Mekke döneminde inmiştir. 11 âyettir. “Kâri’a”, vuran, çarpan, kapıyı çalan, yürekleri hoplatan şey demektir. Burada, kıyamet gününü ifade etmektedir.

الْقَارِعَةُ ﴿١﴾

101/KÂRİA SURESİ-1. AYET (Meâlleri Kıyasla): El kâriatu.

Felâket kapısını çalacak olan (kıyamet).

مَا الْقَارِعَةُ ﴿٢﴾

101/KÂRİA SURESİ-2. AYET (Meâlleri Kıyasla): Mâl kâriatu.

Nedir o felâket kapısını çalacak (kıyamet)?

وَمَا أَدْرَاكَ مَا الْقَارِعَةُ ﴿٣﴾

101/KÂRİA SURESİ-3. AYET (Meâlleri Kıyasla): Ve mâ edrâke mâl kâriatu.

O felâket kapısını çalacak (kıyametin dehşet ve azametin) sana bildiren nedir?

يَوْمَ يَكُونُ النَّاسُ كَالْفَرَاشِ الْمَبْثُوثِ ﴿٤﴾

101/KÂRİA SURESİ-4. AYET (Meâlleri Kıyasla): Yevme yekûnun nâsu kel ferâşil mebsûs(mebsûsi).

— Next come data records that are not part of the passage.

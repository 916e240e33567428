//! Work selection for the batch driver

use kritikos_common::db::{proposal_from_row, Proposal, PROPOSAL_COLUMNS};
use kritikos_common::Result;
use sqlx::SqlitePool;

/// Which proposals need (re)analysis
#[derive(Debug, Clone, PartialEq)]
pub struct SelectionCriteria {
    pub analysis_version: String,
    /// Analyses older than this many days are redone
    pub reanalysis_days: i64,
    /// FAILED rows stop being retried at this many attempts, until they go
    /// stale or the analysis version changes
    pub max_item_attempts: u32,
}

/// Shared WHERE clause; binds: version, cutoff, max attempts, cutoff
const NEEDS_ANALYSIS: &str = r#"
    a.proposal_id IS NULL
    OR a.stage NOT IN ('PERSISTED', 'SKIPPED', 'FAILED')
    OR (a.stage = 'FAILED' AND (a.attempts < ?3 OR a.analysis_version <> ?1 OR a.updated_at IS NULL OR a.updated_at < ?2))
    OR (a.stage = 'PERSISTED' AND (a.analysis_version <> ?1 OR a.analyzed_at IS NULL OR a.analyzed_at < ?2))
    OR (a.stage = 'SKIPPED' AND (a.updated_at IS NULL OR a.updated_at < ?2))
"#;

/// Select the next lot
///
/// Never-analyzed proposals come first, then the most recent ids.
pub async fn select_lot(pool: &SqlitePool, criteria: &SelectionCriteria, lot_size: usize) -> Result<Vec<Proposal>> {
    let cutoff = kritikos_common::time::days_ago_db_timestamp(criteria.reanalysis_days);

    let sql = format!(
        r#"
        SELECT {}
        FROM proposals p
        LEFT JOIN proposal_analyses a ON a.proposal_id = p.id
        WHERE {}
        ORDER BY (a.proposal_id IS NULL) DESC, p.id DESC
        LIMIT ?4
        "#,
        PROPOSAL_COLUMNS, NEEDS_ANALYSIS
    );

    let rows = sqlx::query(&sql)
        .bind(&criteria.analysis_version)
        .bind(&cutoff)
        .bind(i64::from(criteria.max_item_attempts))
        .bind(lot_size as i64)
        .fetch_all(pool)
        .await?;

    rows.iter().map(proposal_from_row).collect()
}

/// Number of proposals the selection would still return
pub async fn count_pending(pool: &SqlitePool, criteria: &SelectionCriteria) -> Result<i64> {
    let cutoff = kritikos_common::time::days_ago_db_timestamp(criteria.reanalysis_days);

    let sql = format!(
        r#"
        SELECT COUNT(*)
        FROM proposals p
        LEFT JOIN proposal_analyses a ON a.proposal_id = p.id
        WHERE {}
        "#,
        NEEDS_ANALYSIS
    );

    let count: i64 = sqlx::query_scalar(&sql)
        .bind(&criteria.analysis_version)
        .bind(&cutoff)
        .bind(i64::from(criteria.max_item_attempts))
        .fetch_one(pool)
        .await?;

    Ok(count)
}
//! Configuration file loading and path resolution
//!
//! The TOML file is the lowest-priority configuration tier. Every field is
//! optional so that a partial file only overrides what it names; the analysis
//! service layers database settings and environment variables on top.

use crate::{Error, Result};
use serde::{Deserialize, Serialize};
use std::path::{Path, PathBuf};
use tracing::{debug, info};

/// Environment variable naming an explicit config file
pub const CONFIG_ENV_VAR: &str = "KRITIKOS_CONFIG";

/// Root of the TOML configuration file
#[derive(Debug, Clone, Default, Serialize, Deserialize, PartialEq)]
pub struct TomlConfig {
    /// SQLite database file
    pub database_path: Option<PathBuf>,
    /// HTTP bind address (e.g. "127.0.0.1")
    pub bind_address: Option<String>,
    /// HTTP port
    pub port: Option<u16>,
    #[serde(default)]
    pub logging: LoggingConfig,
    #[serde(default)]
    pub llm: LlmConfig,
    #[serde(default)]
    pub pipeline: PipelineConfig,
    #[serde(default)]
    pub fetcher: FetcherConfig,
}

/// `[logging]` section
#[derive(Debug, Clone, Default, Serialize, Deserialize, PartialEq)]
pub struct LoggingConfig {
    /// EnvFilter directive used when RUST_LOG is unset
    pub filter: Option<String>,
}

/// `[llm]` section
#[derive(Debug, Clone, Default, Serialize, Deserialize, PartialEq)]
pub struct LlmConfig {
    pub api_key: Option<String>,
    pub model: Option<String>,
    pub base_url: Option<String>,
    pub temperature: Option<f32>,
    pub max_output_tokens: Option<u32>,
    pub timeout_secs: Option<u64>,
    pub requests_per_minute: Option<u32>,
    pub max_retries: Option<u32>,
    pub initial_backoff_ms: Option<u64>,
    pub max_backoff_ms: Option<u64>,
}

/// `[pipeline]` section
#[derive(Debug, Clone, Default, Serialize, Deserialize, PartialEq)]
pub struct PipelineConfig {
    pub lot_size: Option<usize>,
    pub max_lots: Option<usize>,
    pub item_delay_ms: Option<u64>,
    pub lot_pause_ms: Option<u64>,
    pub reanalysis_days: Option<i64>,
    pub analysis_version: Option<String>,
    pub save_logs: Option<bool>,
    pub max_input_chars: Option<usize>,
    pub max_item_attempts: Option<u32>,
}

/// `[fetcher]` section
#[derive(Debug, Clone, Default, Serialize, Deserialize, PartialEq)]
pub struct FetcherConfig {
    pub storage_base_url: Option<String>,
    pub camara_api_base_url: Option<String>,
    pub timeout_secs: Option<u64>,
}

/// Locate the config file
///
/// Priority:
/// 1. Explicit path (command line)
/// 2. `KRITIKOS_CONFIG` environment variable
/// 3. `<user config dir>/kritikos/config.toml`, if it exists
/// 4. `/etc/kritikos/config.toml` on Linux, if it exists
///
/// Returns None when no file applies; running without a config file is valid.
pub fn resolve_config_path(cli_path: Option<&Path>) -> Option<PathBuf> {
    if let Some(path) = cli_path {
        return Some(path.to_path_buf());
    }

    if let Ok(path) = std::env::var(CONFIG_ENV_VAR) {
        if !path.trim().is_empty() {
            return Some(PathBuf::from(path));
        }
    }

    let user_config = dirs::config_dir().map(|d| d.join("kritikos").join("config.toml"));
    if let Some(path) = user_config {
        if path.exists() {
            return Some(path);
        }
    }

    if cfg!(target_os = "linux") {
        let system_config = PathBuf::from("/etc/kritikos/config.toml");
        if system_config.exists() {
            return Some(system_config);
        }
    }

    None
}

/// Parse a TOML config file
pub fn load_toml_config(path: &Path) -> Result<TomlConfig> {
    let content = std::fs::read_to_string(path)
        .map_err(|e| Error::Config(format!("Read {} failed: {}", path.display(), e)))?;
    let config = toml::from_str(&content)
        .map_err(|e| Error::Config(format!("Parse {} failed: {}", path.display(), e)))?;
    info!("Loaded configuration from {}", path.display());
    Ok(config)
}

/// Load the config file when one is present, defaults otherwise
///
/// A missing file is not an error; an unreadable or malformed one is.
pub fn load_or_default(path: Option<&Path>) -> Result<TomlConfig> {
    match path {
        Some(path) if path.exists() => load_toml_config(path),
        Some(path) => {
            debug!("Config file {} not present, using defaults", path.display());
            Ok(TomlConfig::default())
        }
        None => Ok(TomlConfig::default()),
    }
}

/// Write a TOML config atomically (temp file + rename)
pub fn write_toml_config(config: &TomlConfig, path: &Path) -> Result<()> {
    let content = toml::to_string_pretty(config)
        .map_err(|e| Error::Config(format!("Serialize TOML failed: {}", e)))?;

    if let Some(parent) = path.parent() {
        std::fs::create_dir_all(parent)?;
    }

    let tmp_path = path.with_extension("toml.tmp");
    std::fs::write(&tmp_path, content)?;
    std::fs::rename(&tmp_path, path)?;
    Ok(())
}

/// Resolve the database file
///
/// Priority: explicit path (command line / environment) → TOML → data dir default
pub fn resolve_database_path(cli_path: Option<&Path>, toml_config: &TomlConfig) -> PathBuf {
    if let Some(path) = cli_path {
        return path.to_path_buf();
    }
    if let Some(path) = &toml_config.database_path {
        return path.clone();
    }
    default_database_path()
}

/// OS-dependent default database location
pub fn default_database_path() -> PathBuf {
    dirs::data_local_dir()
        .map(|d| d.join("kritikos"))
        .unwrap_or_else(|| PathBuf::from("./kritikos_data"))
        .join("kritikos.db")
}

/// User-Agent sent by every outbound HTTP client
pub fn get_user_agent() -> String {
    format!("Kritikos/{} (civic transparency analysis)", env!("CARGO_PKG_VERSION"))
}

O gün insanlar yaygın (ve salgın) pervaneler gibi olacak.

وَتَكُونُ الْجِبَالُ كَالْعِهْنِ الْمَنفُوشِ ﴿٥﴾

101/KÂRİA SURESİ-5. AYET (Meâlleri Kıyasla): Ve tekûnul cibâlu kel ıhnil menfûş(menfuşi).

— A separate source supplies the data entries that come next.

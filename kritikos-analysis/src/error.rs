//! Error types for kritikos-analysis

use axum::{
    http::StatusCode,
    response::{IntoResponse, Response},
    Json,
};
use serde_json::json;
use thiserror::Error;

/// API error type
#[derive(Debug, Error)]
pub enum ApiError {
    /// Resource not found (404)
    #[error("Resource not found: {0}")]
    NotFound(String),

    /// Invalid request (400)
    #[error("Invalid request: {0}")]
    BadRequest(String),

    /// Conflict (409), e.g. an analysis run is already active
    #[error("Conflict: {0}")]
    Conflict(String),

    /// Internal server error (500)
    #[error("Internal server error: {0}")]
    Internal(String),

    /// Upstream dependency failed (502), e.g. the LLM provider
    #[error("Upstream error: {0}")]
    Upstream(String),

    /// Feature not configured (503), e.g. no LLM API key
    #[error("Service unavailable: {0}")]
    Unavailable(String),

    #[error(transparent)]
    Other(#[from] anyhow::Error),

    #[error("Common error: {0}")]
    Common(#[from] kritikos_common::Error),
}

impl IntoResponse for ApiError {
    fn into_response(self) -> Response {
        let (status, error_code, message) = match self {
            ApiError::NotFound(msg) => (StatusCode::NOT_FOUND, "NOT_FOUND", msg),
            ApiError::BadRequest(msg) => (StatusCode::BAD_REQUEST, "BAD_REQUEST", msg),
            ApiError::Conflict(msg) => (StatusCode::CONFLICT, "CONFLICT", msg),
            ApiError::Internal(msg) => (StatusCode::INTERNAL_SERVER_ERROR, "INTERNAL_ERROR", msg),
            ApiError::Upstream(msg) => (StatusCode::BAD_GATEWAY, "UPSTREAM_ERROR", msg),
            ApiError::Unavailable(msg) => (StatusCode::SERVICE_UNAVAILABLE, "SERVICE_UNAVAILABLE", msg),
            ApiError::Other(ref err) => (
                StatusCode::INTERNAL_SERVER_ERROR,
                "INTERNAL_ERROR",
                err.to_string(),
            ),
            ApiError::Common(kritikos_common::Error::NotFound(msg)) => {
                (StatusCode::NOT_FOUND, "NOT_FOUND", msg)
            }
            ApiError::Common(kritikos_common::Error::InvalidInput(msg)) => {
                (StatusCode::BAD_REQUEST, "BAD_REQUEST", msg)
            }
            ApiError::Common(ref err) => (
                StatusCode::INTERNAL_SERVER_ERROR,
                "COMMON_ERROR",
                err.to_string(),
            ),
        };

        let body = Json(json!({
            "error": {
                "code": error_code,
                "message": message,
            }
        }));

        (status, body).into_response()
    }
}

/// Result type for API handlers
pub type ApiResult<T> = Result<T, ApiError>;

#[cfg(test)]
mod tests {
    use super::*;

    #[test]
    fn test_status_codes() {
        assert_eq!(ApiError::NotFound("x".into()).into_response().status(), StatusCode::NOT_FOUND);
        assert_eq!(ApiError::Conflict("x".into()).into_response().status(), StatusCode::CONFLICT);
        assert_eq!(ApiError::Upstream("x".into()).into_response().status(), StatusCode::BAD_GATEWAY);
        assert_eq!(
            ApiError::Unavailable("x".into()).into_response().status(),
            StatusCode::SERVICE_UNAVAILABLE
        );
        assert_eq!(
            ApiError::Common(kritikos_common::Error::InvalidInput("x".into()))
                .into_response()
                .status(),
            StatusCode::BAD_REQUEST
        );
        assert_eq!(
            ApiError::Common(kritikos_common::Error::Internal("x".into()))
                .into_response()
                .status(),
            StatusCode::INTERNAL_SERVER_ERROR
        );
    }
}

dağlar atılmış renkli yünler gibi olacak.

فَأَمَّا مَن ثَقُلَتْ مَوَازِينُهُ ﴿٦﴾

101/KÂRİA SURESİ-6. AYET (Meâlleri Kıyasla): Fe emmâ men sekulet mevâzînuhu.

İşte (o gün) kimin tartıları ağır gelirse,

فَهُوَ فِي عِيشَةٍ رَّاضِيَةٍ ﴿٧﴾

101/KÂRİA SURESİ-7. AYET (Meâlleri Kıyasla): Fe huve fî îşetin râdiyetin.

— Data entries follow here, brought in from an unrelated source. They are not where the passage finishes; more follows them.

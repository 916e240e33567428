//! IDP API handlers
//!
//! POST /idp/recompute, GET /ranking/idp

use axum::{
    extract::{Query, State},
    routing::{get, post},
    Json, Router,
};
use serde::Deserialize;

use crate::db::scores::{fetch_ranking, RankingFilter, RankingPage};
use crate::error::{ApiError, ApiResult};
use crate::pagination::sanitize_per_page;
use crate::scoring::aggregator::{recompute_all, RecomputeOptions, RecomputeSummary};
use crate::scoring::Methodology;
use crate::AppState;

/// POST /idp/recompute request
#[derive(Debug, Default, Deserialize)]
pub struct RecomputeRequest {
    /// "1.0" (default) or "2.0"
    pub methodology: Option<String>,
    pub reference_year: Option<i64>,
}

/// GET /ranking/idp query
#[derive(Debug, Default, Deserialize)]
pub struct RankingQuery {
    pub page: Option<i64>,
    pub per_page: Option<i64>,
    pub party: Option<String>,
    pub uf: Option<String>,
    pub methodology: Option<String>,
}

fn parse_methodology(value: Option<&str>) -> ApiResult<Methodology> {
    match value.map(str::trim).filter(|v| !v.is_empty()) {
        Some(v) => v.parse().map_err(ApiError::BadRequest),
        None => Ok(Methodology::default()),
    }
}

fn non_empty(value: Option<String>) -> Option<String> {
    value.map(|v| v.trim().to_string()).filter(|v| !v.is_empty())
}

/// POST /idp/recompute
///
/// Recompute every legislator's index synchronously.
pub async fn recompute(
    State(state): State<AppState>,
    request: Option<Json<RecomputeRequest>>,
) -> ApiResult<Json<RecomputeSummary>> {
    let request = request.map(|Json(r)| r).unwrap_or_default();
    let options = RecomputeOptions {
        methodology: parse_methodology(request.methodology.as_deref())?,
        reference_year: request.reference_year,
    };

    let summary = recompute_all(
        &state.db,
        options,
        state.config.pipeline.max_lock_wait_ms,
        Some(&state.event_bus),
    )
    .await?;

    Ok(Json(summary))
}

/// GET /ranking/idp
pub async fn ranking(State(state): State<AppState>, Query(query): Query<RankingQuery>) -> ApiResult<Json<RankingPage>> {
    let methodology = parse_methodology(query.methodology.as_deref())?;
    let filter = RankingFilter {
        methodology_version: methodology.version().to_string(),
        party: non_empty(query.party),
        state_uf: non_empty(query.uf),
    };

    let page = query.page.unwrap_or(1);
    let per_page = sanitize_per_page(query.per_page);

    Ok(Json(fetch_ranking(&state.db, &filter, page, per_page).await?))
}

/// Build IDP routes
pub fn idp_routes() -> Router<AppState> {
    Router::new()
        .route("/idp/recompute", post(recompute))
        .route("/ranking/idp", get(ranking))
}

#[cfg(test)]
mod tests {
    use super::*;

    #[test]
    fn test_parse_methodology() {
        assert_eq!(parse_methodology(None).unwrap(), Methodology::V1);
        assert_eq!(parse_methodology(Some(" ")).unwrap(), Methodology::V1);
        assert_eq!(parse_methodology(Some("2.0")).unwrap(), Methodology::V2);
        assert!(matches!(parse_methodology(Some("9")), Err(ApiError::BadRequest(_))));
    }
}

artık o hoşnuud (olacağı) bir yaşayışdadır.

وَأَمَّا مَنْ خَفَّتْ مَوَازِينُهُ ﴿٨﴾

101/KÂRİA SURESİ-8. AYET (Meâlleri Kıyasla): Ve emmâ men haffet mevâzînuhu.

Amma kimin de tartıları hafif gelirse,

فَأُمُّهُ هَاوِيَةٌ ﴿٩﴾

101/KÂRİA SURESİ-9. AYET (Meâlleri Kıyasla): Fe ummuhu hâviyetun.

artık onun anası «Hâviye» (uçurum) dur.

وَمَا أَدْرَاكَ مَا هِيَهْ ﴿١٠﴾

101/KÂRİA SURESİ-10. AYET (Meâlleri Kıyasla): Ve mâ edrâke mâ hiyeh.

Onun mâhiyyetini sana bildiren nedir?

نَارٌ حَامِيَةٌ ﴿١١﴾

101/KÂRİA SURESİ-11. AYET (Meâlleri Kıyasla): Nârun hâmiyetun.

(O), haraareti çetin bir ateşdir.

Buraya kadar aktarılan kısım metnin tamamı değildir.